[Collected data entries]

===============

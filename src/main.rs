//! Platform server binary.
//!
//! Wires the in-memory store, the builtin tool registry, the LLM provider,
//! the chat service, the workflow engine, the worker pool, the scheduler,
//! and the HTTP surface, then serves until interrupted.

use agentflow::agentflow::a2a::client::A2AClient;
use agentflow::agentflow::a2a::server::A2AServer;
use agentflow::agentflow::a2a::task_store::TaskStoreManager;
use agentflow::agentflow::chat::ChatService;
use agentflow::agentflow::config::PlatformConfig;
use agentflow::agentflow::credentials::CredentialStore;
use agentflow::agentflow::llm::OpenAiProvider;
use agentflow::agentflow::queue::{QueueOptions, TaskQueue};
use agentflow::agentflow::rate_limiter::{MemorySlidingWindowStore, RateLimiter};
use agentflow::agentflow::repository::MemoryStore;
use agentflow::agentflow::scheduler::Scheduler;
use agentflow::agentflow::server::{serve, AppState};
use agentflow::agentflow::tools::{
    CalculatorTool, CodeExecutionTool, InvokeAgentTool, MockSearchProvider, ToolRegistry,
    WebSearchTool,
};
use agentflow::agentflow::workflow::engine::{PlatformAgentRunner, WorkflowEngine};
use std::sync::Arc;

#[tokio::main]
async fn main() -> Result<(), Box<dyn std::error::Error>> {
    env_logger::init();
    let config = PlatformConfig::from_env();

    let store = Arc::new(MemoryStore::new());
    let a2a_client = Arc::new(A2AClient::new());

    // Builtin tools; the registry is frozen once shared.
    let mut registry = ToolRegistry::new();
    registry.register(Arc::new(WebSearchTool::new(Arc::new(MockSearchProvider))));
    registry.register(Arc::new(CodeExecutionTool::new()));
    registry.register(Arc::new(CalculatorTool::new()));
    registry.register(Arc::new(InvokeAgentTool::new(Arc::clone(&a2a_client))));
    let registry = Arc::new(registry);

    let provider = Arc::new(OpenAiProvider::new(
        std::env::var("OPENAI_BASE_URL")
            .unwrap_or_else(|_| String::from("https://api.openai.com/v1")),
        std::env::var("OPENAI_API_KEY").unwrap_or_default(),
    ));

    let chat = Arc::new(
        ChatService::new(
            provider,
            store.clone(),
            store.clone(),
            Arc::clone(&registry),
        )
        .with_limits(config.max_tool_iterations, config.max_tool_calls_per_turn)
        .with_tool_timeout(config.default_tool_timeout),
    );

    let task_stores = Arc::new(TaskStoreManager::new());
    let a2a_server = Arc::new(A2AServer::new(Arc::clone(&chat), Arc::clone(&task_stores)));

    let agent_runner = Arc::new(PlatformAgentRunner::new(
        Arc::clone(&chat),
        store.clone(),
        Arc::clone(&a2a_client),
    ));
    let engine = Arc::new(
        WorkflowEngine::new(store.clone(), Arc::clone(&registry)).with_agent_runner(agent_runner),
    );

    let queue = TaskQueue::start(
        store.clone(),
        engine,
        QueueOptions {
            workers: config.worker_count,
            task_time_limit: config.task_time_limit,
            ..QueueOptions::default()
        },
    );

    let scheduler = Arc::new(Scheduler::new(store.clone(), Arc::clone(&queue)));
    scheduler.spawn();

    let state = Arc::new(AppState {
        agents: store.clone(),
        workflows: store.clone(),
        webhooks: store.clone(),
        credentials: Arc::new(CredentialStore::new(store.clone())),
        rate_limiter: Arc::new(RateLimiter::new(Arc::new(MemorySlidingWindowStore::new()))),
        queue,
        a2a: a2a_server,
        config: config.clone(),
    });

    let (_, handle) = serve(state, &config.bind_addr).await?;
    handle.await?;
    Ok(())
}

===============

• [Directions for this task]: Please show all lines from the entries that contain the word "CredentialStore".

• [Your solution]:
use agentflow::agentflow::credentials::CredentialStore;
        credentials: Arc::new(CredentialStore::new(store.clone())),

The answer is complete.